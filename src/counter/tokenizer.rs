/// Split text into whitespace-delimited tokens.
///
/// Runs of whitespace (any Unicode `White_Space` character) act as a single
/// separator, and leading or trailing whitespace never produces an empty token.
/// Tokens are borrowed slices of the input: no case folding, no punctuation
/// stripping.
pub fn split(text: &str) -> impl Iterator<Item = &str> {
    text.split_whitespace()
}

....

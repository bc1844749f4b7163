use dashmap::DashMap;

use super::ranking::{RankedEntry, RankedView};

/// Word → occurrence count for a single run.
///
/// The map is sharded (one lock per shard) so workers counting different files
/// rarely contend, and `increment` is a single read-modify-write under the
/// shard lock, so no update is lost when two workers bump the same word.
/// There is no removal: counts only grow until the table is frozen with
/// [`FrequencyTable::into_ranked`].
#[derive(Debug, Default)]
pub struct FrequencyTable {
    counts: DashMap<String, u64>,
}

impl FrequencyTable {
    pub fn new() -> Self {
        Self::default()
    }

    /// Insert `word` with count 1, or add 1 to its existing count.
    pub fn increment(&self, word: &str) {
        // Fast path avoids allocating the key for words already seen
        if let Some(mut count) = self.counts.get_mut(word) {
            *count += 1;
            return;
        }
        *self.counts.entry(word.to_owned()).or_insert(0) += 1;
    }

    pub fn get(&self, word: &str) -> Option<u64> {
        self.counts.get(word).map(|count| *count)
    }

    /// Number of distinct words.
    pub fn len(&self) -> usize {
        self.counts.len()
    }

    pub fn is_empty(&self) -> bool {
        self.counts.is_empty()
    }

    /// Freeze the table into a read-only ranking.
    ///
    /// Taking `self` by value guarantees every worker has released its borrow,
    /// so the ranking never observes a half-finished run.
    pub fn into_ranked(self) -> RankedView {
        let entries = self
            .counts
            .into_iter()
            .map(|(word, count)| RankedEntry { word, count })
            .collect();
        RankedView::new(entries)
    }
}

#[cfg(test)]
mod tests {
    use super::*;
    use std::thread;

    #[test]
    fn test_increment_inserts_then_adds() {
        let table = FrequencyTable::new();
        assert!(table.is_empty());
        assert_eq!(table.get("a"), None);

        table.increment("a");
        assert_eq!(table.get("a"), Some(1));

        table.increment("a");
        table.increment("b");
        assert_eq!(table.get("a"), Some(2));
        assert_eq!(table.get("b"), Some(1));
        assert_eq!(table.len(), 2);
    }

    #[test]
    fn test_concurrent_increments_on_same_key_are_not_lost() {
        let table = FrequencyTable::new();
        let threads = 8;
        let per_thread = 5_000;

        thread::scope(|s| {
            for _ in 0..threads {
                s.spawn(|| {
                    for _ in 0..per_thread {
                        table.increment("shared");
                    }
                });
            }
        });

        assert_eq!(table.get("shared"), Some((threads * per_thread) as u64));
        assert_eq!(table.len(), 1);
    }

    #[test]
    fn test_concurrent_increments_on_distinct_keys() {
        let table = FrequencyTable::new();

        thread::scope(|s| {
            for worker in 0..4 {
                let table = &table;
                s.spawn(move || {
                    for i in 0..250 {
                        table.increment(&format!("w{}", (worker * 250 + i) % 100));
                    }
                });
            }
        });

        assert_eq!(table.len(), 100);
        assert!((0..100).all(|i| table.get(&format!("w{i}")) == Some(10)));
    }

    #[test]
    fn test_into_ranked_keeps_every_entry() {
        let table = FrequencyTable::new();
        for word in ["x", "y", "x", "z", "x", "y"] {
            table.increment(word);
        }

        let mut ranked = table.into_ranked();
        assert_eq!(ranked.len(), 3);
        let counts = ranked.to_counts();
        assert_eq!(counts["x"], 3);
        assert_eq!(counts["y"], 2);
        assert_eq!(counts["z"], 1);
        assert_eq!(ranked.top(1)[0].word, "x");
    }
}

....

TASK DETAILS
Scan the listing above and work out how many of its lines contain the word "shared". Report only that number.

THE ANSWER
2